According to Walker, students are more likely to receive merit aid at good (but not elite) private schools when they’re in the top 25% of their classes in GPA and test scores. She also suggests looking at tuition exchanges or reciprocity programs. These enable students to attend a university in another state at a discounted rate or at the other state’s tuition rates. Such programs are available in different regions of the country (one is the Western Undergraduate Exchange).

Parents considering a direct PLUS Loan (a federal student loan available to parents of undergraduates) should think about it early. “It’s a fabulous negotiating tactic in a divorce,” Walker says—if it’s planned carefully. Without careful planning, a client who earned significantly less than her ex-spouse went deep into debt with these loans before recently hiring Walker. “She’s going to take it into retirement,” says Walker, who plans to meet with the client’s now-adult children to see how they can help. “The real tragedy is that it shouldn’t happen.”

Finding The Right Fit

A noncustodial parent need not be a high earner to make a big difference in the expected family contribution (EFC), says Brett Tushingham, a CFP and head of Tushingham Wealth Strategies LLC in Wilmington, N.C.

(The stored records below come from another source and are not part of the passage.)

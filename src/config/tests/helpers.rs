//! Shared test helpers for configuration tests.

use ortho_config::MergeComposer;
use serde_json::Value;

use crate::BeardConfig;

/// Applies a configuration layer to the composer based on the layer type.
pub fn apply_layer(composer: &mut MergeComposer, layer_type: &str, value: Value) {
    match layer_type {
        "defaults" => composer.push_defaults(value),
        "file" => composer.push_file(value, None),
        "environment" => composer.push_environment(value),
        "cli" => composer.push_cli(value),
        _ => panic!("unknown layer type: {layer_type}"),
    }
}

/// Helper to compose a [`BeardConfig`] from a sequence of `(layer_type, value)` pairs.
pub fn build_config_from_layers(layers: &[(&str, Value)]) -> BeardConfig {
    let mut composer = MergeComposer::new();

    for (layer_type, value) in layers {
        apply_layer(&mut composer, layer_type, value.clone());
    }

    BeardConfig::merge_from_layers(composer.layers()).expect("merge should succeed")
}
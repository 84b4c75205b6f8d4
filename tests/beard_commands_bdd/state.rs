//! Scenario state for the chat command behavioural tests.

use std::sync::Arc;

use github_beard::chat::test_support::RecordingChatSender;
use github_beard::telemetry::test_support::RecordingSink;
use rstest_bdd::Slot;
use rstest_bdd_macros::ScenarioState;
use tempfile::TempDir;
use wiremock::MockServer;

pub(crate) use crate::support::runtime::SharedRuntime;

/// Chat every scenario talks from.
pub(crate) const SCENARIO_CHAT: i64 = 1001;

#[derive(ScenarioState, Default)]
pub(crate) struct BeardState {
    pub(crate) runtime: Slot<SharedRuntime>,
    pub(crate) server: Slot<MockServer>,
    pub(crate) temp_dir: Slot<TempDir>,
    pub(crate) database_url: Slot<String>,
    pub(crate) sender: Slot<Arc<RecordingChatSender>>,
    pub(crate) telemetry: Slot<Arc<RecordingSink>>,
}
//! Chat transport abstraction.
//!
//! Command handlers talk to the chat through [`ChatSender`] and read replies
//! through [`ChatListener`]. The runtime pulls inbound traffic from an
//! [`UpdateSource`]. The Telegram Bot API implementation lives in
//! [`telegram`].

mod error;
mod listener;
mod message;
mod sender;
pub mod telegram;

#[cfg(any(test, feature = "test-support"))]
pub mod test_support;

pub use error::ChatError;
pub use listener::{ChannelListener, ChatListener};
pub use message::{
    CallbackQuery, ChatAction, ChatId, IncomingMessage, InlineButton, MessageId, OutgoingMessage,
    ParseMode, Update,
};
pub use sender::{ChatSender, UpdateSource};

#[cfg(test)]
pub use sender::MockChatSender;
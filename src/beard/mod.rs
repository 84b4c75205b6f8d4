//! The GitHub command set and its dispatch boundary.
//!
//! [`CommandDispatcher`] parses `/command[@bot] args`, runs the matching
//! [`GithubBeard`] handler, and turns any [`CommandError`] into exactly one
//! chat message.

mod args;
mod command;
mod dispatch;
mod error;
pub mod format;
mod handlers;
mod paginator;

pub use args::{ArgumentResolver, CommandRequest};
pub use command::{BeardCommand, CommandLine};
pub use dispatch::{CommandDispatcher, GENERIC_FAILURE_MESSAGE, failure_message};
pub use error::CommandError;
pub use handlers::{BeardSettings, GithubBeard, PLUGIN_DESCRIPTION, help_text};
pub use paginator::{DEFAULT_SESSION_CAPACITY, Paginator};
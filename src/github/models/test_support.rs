//! Builders for repository and pull request fixtures.
//!
//! ```
//! use github_beard::github::models::test_support::{pull_request, repository};
//!
//! let repo = repository("octo/beard");
//! assert_eq!(repo.name, "beard");
//!
//! let pr = pull_request(3, "Fix typo");
//! assert_eq!(pr.author.as_deref(), Some("octocat"));
//! ```

use super::{PullRequestSummary, Repository};

/// Constructs a `Repository` from its full name with stable placeholder data.
#[must_use]
pub fn repository(full_name: &str) -> Repository {
    let name = full_name
        .rsplit_once('/')
        .map_or(full_name, |(_, short)| short);
    Repository {
        full_name: full_name.to_owned(),
        name: name.to_owned(),
        description: Some(format!("Description of {full_name}")),
        html_url: Some(format!("https://github.com/{full_name}")),
        language: Some("Rust".to_owned()),
        stargazers_count: 1,
        forks_count: 0,
        open_issues_count: 0,
    }
}

/// Constructs `count` repositories named `owner/repo-<n>` starting at 1.
#[must_use]
pub fn numbered_repositories(owner: &str, count: usize) -> Vec<Repository> {
    (1..=count)
        .map(|index| repository(&format!("{owner}/repo-{index}")))
        .collect()
}

/// Constructs an open pull request authored by `octocat`.
#[must_use]
pub fn pull_request(number: u64, title: &str) -> PullRequestSummary {
    PullRequestSummary {
        number,
        title: Some(title.to_owned()),
        author: Some("octocat".to_owned()),
        html_url: Some(format!("https://github.com/octo/beard/pull/{number}")),
        head_ref: Some(format!("feature-{number}")),
        base_ref: Some("main".to_owned()),
        draft: false,
        created_at: None,
    }
}
//! Per-chat message listener used to wait for replies.

use async_trait::async_trait;
use tokio::sync::mpsc;

use super::IncomingMessage;

/// Yields the messages posted in one chat, in order.
#[async_trait]
pub trait ChatListener: Send {
    /// Waits for the next message. `None` once the chat session has closed.
    async fn wait(&mut self) -> Option<IncomingMessage>;
}

/// [`ChatListener`] fed by the runtime through a bounded mailbox.
#[derive(Debug)]
pub struct ChannelListener {
    receiver: mpsc::Receiver<IncomingMessage>,
}

impl ChannelListener {
    /// Wraps the receiving end of a chat mailbox.
    #[must_use]
    pub const fn new(receiver: mpsc::Receiver<IncomingMessage>) -> Self {
        Self { receiver }
    }

    /// Stops accepting new messages. Already queued messages are still
    /// returned by [`ChatListener::wait`], then it yields `None`.
    pub fn close(&mut self) {
        self.receiver.close();
    }
}

#[async_trait]
impl ChatListener for ChannelListener {
    async fn wait(&mut self) -> Option<IncomingMessage> {
        self.receiver.recv().await
    }
}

Let’s assume a FAFSA school and a CSS Profile school sport annual price tags of $60,000 and a family has one dependent child. Plugging in a family’s adjusted gross income of $140,000 into the federal financial aid formula, the FAFSA school may determine the student has an expected family contribution of $30,000 and qualifies for $30,000 in need-based aid, he says. When the noncustodial parent’s $75,000 income is included, it could bump the EFC to $55,000 at the CSS Profile school, reducing need-based aid to $5,000 ($60,000 minus $55,000).

“That’s a potential difference of $100,000 in aid over four years!” he says. But he notes that this hypothetical, simplified example excludes assets and other variable components.

With divorce “a lot of times it comes down to cash flow,” says Tushingham. Yet even if divorce amplifies money woes, aid shouldn’t be the sole factor in school selection. “I don’t let the tail wag the dog, so to speak,” he says. “What good is it if the child goes to a school they’re not comfortable with and they end up transferring and graduating in six years?” To help his clients’ children find the right colleges, he uses online college assessment tests and works with outside college consultants.

Perry De Fontaine, a CPA and president and founder of College Insights, an independent college advisory firm in Freehold and Princeton, N.J., also puts big emphasis on finding the right college fit for families and tells families split by divorce not to rule out private schools. “They don’t just automatically add the noncustodial parents’ income and assets and make it one big pot again,” he says. “They assume that the noncustodial parent has a separate household that they have to maintain.”

“About 75% of the schools in this country are the private colleges with the big, scary sticker prices,” he adds. But that’s where the opportunities are for scholarships. He’s found the cost of attending these schools can sometimes be dramatically less than a public school.

When clients plan to divorce, De Fontaine plugs their tax return figures into college aid calculators to show them what their expected family contributions will look like both in marriage and after a split. Some clients’ contributions were dramatically reduced after their separation or divorce, and he helped them save “tens of thousands of dollars a year in college costs” at schools with generous aid packages, he says.